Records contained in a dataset
↓

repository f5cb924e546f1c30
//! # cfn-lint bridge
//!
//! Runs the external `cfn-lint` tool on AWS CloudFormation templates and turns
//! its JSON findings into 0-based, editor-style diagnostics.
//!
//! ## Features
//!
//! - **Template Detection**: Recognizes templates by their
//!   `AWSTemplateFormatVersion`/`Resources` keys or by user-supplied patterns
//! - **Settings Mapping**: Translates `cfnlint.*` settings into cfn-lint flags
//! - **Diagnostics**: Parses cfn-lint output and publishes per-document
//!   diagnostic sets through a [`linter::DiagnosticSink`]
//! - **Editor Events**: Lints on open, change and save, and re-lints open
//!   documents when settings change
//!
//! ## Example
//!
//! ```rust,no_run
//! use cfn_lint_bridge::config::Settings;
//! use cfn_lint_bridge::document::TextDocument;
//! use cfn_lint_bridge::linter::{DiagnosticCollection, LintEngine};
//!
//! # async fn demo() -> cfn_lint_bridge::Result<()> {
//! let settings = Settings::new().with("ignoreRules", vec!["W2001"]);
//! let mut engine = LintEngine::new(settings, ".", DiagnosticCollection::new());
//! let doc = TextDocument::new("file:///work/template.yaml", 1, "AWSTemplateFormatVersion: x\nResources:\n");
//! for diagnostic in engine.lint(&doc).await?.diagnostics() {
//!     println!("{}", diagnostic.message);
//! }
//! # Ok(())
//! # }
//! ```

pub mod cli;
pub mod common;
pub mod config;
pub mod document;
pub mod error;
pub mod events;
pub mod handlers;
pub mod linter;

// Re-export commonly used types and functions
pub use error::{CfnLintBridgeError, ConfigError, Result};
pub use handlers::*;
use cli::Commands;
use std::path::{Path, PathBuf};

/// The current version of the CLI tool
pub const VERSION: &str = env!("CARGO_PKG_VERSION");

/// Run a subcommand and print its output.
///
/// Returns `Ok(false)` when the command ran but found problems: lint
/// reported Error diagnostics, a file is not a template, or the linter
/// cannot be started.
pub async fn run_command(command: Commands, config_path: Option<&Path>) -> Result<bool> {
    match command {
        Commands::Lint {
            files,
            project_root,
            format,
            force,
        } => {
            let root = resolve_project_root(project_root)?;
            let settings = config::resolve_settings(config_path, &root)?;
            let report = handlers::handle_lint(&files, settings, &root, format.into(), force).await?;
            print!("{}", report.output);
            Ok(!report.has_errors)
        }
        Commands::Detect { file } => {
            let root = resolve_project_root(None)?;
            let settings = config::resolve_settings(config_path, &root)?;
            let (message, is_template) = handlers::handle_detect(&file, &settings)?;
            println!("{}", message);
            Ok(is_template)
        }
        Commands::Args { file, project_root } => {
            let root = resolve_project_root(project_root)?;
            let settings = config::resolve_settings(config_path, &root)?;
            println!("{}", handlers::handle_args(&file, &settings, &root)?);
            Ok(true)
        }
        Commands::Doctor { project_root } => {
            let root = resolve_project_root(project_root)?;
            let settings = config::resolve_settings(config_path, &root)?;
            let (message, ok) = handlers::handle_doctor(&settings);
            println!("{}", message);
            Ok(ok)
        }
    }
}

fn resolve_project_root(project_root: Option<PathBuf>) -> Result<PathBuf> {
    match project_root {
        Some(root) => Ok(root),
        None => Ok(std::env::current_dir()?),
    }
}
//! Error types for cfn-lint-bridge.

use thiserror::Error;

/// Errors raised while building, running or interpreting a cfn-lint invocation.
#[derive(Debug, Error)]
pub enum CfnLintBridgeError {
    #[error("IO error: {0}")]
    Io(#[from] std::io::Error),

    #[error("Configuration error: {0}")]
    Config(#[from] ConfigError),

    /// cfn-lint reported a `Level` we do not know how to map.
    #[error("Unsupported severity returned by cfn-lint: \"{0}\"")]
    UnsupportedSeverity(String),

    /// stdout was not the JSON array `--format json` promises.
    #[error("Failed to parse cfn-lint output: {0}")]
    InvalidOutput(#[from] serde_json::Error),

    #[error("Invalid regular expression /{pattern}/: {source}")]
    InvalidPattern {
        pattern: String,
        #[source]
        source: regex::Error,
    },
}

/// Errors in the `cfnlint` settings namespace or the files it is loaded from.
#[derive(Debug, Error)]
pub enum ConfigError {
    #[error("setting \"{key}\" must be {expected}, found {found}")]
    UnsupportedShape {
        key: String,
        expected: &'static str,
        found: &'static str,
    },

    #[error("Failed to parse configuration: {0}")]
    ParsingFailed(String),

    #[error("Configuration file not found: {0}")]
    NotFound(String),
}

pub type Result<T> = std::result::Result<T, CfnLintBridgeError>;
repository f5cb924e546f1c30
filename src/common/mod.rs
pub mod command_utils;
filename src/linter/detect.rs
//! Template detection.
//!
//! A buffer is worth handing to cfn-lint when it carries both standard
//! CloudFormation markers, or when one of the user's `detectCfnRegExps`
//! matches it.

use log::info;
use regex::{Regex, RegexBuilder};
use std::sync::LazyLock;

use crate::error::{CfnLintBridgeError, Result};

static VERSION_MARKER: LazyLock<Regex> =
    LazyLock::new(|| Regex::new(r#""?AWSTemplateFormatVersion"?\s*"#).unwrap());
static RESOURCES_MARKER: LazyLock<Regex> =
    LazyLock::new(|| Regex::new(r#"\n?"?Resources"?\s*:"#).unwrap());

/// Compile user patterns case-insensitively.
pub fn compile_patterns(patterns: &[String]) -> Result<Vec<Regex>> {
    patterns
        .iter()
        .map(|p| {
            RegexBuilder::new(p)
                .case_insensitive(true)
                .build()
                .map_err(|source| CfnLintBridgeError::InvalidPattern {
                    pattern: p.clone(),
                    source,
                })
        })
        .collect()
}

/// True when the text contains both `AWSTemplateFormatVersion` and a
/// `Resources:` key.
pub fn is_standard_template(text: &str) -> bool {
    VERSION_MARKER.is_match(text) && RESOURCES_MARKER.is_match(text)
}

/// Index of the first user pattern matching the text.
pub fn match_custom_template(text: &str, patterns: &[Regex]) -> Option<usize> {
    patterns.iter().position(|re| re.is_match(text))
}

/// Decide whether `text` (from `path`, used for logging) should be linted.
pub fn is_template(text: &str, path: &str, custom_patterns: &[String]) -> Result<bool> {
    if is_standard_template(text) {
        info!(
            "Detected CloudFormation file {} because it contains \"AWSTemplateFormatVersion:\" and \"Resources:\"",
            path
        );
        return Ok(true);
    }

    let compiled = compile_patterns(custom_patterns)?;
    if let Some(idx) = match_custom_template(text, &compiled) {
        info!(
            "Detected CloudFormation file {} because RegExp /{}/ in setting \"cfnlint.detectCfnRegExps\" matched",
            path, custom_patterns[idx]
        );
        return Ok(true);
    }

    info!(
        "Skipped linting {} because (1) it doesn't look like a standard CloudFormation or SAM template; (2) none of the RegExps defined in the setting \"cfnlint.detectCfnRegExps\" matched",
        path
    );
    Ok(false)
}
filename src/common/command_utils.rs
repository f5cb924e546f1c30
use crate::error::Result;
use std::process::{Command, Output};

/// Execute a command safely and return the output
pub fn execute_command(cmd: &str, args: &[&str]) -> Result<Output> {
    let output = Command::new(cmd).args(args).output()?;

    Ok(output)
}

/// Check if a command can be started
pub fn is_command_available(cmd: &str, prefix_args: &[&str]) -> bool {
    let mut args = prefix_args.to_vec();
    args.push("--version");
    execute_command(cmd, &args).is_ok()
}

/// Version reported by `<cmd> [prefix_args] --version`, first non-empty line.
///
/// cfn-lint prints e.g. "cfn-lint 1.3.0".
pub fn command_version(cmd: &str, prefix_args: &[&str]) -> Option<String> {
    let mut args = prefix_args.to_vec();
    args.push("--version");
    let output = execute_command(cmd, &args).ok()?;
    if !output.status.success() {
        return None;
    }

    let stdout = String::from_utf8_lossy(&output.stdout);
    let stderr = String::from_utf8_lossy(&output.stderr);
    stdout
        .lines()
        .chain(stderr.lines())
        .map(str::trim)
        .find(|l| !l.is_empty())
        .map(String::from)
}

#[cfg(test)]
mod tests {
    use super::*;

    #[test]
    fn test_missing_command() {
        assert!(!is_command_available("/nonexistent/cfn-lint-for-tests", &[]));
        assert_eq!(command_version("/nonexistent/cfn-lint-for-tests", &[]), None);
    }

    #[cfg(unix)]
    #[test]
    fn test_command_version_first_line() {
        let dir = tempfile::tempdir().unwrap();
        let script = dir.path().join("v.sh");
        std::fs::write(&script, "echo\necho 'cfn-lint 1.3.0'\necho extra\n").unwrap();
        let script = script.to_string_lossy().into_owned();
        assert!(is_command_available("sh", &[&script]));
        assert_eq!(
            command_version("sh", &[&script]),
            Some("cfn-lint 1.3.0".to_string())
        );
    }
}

↑

:: What is being asked ::
Only a number is expected in reply: how many lines of the entries hold the word "force"?

:: The completed task ::
2